Input data START
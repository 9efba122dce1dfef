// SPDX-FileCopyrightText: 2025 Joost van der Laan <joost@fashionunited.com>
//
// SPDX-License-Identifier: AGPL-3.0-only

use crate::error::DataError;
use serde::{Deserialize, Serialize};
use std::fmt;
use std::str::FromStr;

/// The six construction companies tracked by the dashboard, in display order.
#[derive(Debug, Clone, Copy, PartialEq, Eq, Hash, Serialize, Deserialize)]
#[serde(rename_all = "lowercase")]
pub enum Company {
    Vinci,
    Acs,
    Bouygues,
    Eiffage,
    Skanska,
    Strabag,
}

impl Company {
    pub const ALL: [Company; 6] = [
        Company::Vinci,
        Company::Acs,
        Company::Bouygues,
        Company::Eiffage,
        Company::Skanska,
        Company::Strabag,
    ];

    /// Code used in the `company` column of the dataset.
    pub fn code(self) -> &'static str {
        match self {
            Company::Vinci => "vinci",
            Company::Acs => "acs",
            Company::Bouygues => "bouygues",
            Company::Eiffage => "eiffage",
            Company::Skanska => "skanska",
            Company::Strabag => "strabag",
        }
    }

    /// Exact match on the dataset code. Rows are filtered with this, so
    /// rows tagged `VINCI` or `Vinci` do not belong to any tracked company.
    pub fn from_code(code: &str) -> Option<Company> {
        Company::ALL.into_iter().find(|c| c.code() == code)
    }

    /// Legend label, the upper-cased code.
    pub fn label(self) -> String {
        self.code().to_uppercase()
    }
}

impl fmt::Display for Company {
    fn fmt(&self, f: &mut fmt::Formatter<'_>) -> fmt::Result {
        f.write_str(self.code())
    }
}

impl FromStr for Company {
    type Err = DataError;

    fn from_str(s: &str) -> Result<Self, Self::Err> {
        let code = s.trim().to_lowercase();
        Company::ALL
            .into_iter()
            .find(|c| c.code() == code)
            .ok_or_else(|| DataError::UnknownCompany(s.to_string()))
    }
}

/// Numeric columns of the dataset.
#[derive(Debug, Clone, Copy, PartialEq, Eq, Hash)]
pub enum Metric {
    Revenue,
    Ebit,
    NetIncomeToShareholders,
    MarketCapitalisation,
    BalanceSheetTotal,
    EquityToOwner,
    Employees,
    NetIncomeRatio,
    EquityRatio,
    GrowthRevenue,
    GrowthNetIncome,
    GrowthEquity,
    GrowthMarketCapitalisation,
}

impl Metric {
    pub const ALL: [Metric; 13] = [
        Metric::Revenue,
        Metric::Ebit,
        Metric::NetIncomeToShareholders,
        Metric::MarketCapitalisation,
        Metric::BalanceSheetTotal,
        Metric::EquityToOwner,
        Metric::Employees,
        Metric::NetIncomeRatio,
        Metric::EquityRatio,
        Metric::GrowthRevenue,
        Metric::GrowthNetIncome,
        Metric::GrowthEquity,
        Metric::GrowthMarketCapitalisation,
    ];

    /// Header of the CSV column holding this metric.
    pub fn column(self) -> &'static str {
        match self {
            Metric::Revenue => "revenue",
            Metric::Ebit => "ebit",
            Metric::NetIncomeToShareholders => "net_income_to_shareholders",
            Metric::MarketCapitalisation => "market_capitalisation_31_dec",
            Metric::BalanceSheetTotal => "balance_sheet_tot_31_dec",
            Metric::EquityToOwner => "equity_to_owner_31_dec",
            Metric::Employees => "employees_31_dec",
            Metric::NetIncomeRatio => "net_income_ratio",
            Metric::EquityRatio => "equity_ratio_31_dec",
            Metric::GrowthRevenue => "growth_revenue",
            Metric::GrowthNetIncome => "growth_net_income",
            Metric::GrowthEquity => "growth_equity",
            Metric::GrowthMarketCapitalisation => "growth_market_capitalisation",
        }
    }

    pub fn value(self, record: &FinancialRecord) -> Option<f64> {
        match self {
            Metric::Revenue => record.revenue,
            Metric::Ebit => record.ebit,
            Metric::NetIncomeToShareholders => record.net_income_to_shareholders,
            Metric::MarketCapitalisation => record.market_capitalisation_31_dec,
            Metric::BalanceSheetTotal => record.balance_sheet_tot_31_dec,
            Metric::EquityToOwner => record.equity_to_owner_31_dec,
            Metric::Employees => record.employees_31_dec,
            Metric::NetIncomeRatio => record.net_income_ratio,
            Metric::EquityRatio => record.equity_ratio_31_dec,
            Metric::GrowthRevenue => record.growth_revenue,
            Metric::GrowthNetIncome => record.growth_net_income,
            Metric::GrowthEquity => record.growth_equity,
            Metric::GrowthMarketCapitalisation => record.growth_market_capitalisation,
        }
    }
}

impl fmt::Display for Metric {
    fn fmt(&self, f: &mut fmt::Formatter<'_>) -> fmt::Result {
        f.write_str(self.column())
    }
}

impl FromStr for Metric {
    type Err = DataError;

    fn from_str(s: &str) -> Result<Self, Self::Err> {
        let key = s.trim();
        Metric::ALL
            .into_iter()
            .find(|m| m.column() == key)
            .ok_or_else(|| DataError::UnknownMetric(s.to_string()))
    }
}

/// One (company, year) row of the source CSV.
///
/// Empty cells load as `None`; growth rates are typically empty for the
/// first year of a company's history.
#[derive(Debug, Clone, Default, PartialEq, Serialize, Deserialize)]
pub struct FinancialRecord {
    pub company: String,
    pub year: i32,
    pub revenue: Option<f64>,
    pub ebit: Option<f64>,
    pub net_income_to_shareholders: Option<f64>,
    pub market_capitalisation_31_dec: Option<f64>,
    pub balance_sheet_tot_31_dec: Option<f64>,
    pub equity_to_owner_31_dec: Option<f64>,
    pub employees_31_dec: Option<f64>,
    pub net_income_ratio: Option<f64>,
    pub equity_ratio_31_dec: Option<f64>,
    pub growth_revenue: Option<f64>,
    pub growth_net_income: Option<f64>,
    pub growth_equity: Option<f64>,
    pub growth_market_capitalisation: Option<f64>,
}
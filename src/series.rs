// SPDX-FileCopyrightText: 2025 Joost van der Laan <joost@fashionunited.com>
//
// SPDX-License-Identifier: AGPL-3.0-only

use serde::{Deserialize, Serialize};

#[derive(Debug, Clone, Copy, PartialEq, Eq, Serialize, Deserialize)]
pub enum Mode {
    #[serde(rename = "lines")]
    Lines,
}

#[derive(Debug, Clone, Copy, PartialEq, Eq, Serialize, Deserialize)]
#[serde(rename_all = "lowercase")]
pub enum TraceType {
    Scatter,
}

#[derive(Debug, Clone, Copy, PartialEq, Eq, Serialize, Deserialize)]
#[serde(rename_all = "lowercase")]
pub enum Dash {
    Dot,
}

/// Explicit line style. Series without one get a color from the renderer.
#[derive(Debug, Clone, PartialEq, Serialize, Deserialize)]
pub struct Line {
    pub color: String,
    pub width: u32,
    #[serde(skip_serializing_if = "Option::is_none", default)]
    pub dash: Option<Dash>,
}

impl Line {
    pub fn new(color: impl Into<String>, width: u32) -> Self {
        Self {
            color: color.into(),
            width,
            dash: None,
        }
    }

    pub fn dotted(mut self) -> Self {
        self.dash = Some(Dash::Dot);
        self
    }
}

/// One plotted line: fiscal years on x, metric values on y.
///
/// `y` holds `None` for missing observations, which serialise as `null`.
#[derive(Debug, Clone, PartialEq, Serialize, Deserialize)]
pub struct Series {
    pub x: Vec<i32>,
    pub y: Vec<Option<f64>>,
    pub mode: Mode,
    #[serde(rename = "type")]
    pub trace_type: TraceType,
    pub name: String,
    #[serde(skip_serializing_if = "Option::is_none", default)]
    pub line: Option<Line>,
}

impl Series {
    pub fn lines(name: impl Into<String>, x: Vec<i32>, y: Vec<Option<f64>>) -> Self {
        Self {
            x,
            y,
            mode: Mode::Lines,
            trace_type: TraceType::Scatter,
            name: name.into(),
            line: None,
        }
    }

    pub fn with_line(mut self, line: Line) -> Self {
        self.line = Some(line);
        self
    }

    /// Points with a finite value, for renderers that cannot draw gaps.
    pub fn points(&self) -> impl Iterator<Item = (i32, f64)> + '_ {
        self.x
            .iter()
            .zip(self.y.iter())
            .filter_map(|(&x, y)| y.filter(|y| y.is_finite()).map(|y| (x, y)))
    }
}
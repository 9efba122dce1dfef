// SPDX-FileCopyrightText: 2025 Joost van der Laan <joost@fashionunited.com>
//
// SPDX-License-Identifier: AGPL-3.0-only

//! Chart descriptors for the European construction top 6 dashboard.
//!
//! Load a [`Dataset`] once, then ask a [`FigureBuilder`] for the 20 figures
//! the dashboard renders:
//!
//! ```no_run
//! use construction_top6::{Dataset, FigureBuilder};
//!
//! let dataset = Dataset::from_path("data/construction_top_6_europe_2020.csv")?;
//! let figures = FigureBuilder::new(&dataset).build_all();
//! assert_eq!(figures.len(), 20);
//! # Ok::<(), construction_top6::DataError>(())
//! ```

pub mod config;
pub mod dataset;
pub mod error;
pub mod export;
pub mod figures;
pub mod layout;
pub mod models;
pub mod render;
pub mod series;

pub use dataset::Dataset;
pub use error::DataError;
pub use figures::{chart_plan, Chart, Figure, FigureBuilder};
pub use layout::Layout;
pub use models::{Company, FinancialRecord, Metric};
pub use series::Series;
Input data END
* _Work request_
In the listing above, find the lines holding the word "label" and copy them.

* _Solution to the exercise_
    /// Legend label, the upper-cased code.
    pub fn label(self) -> String {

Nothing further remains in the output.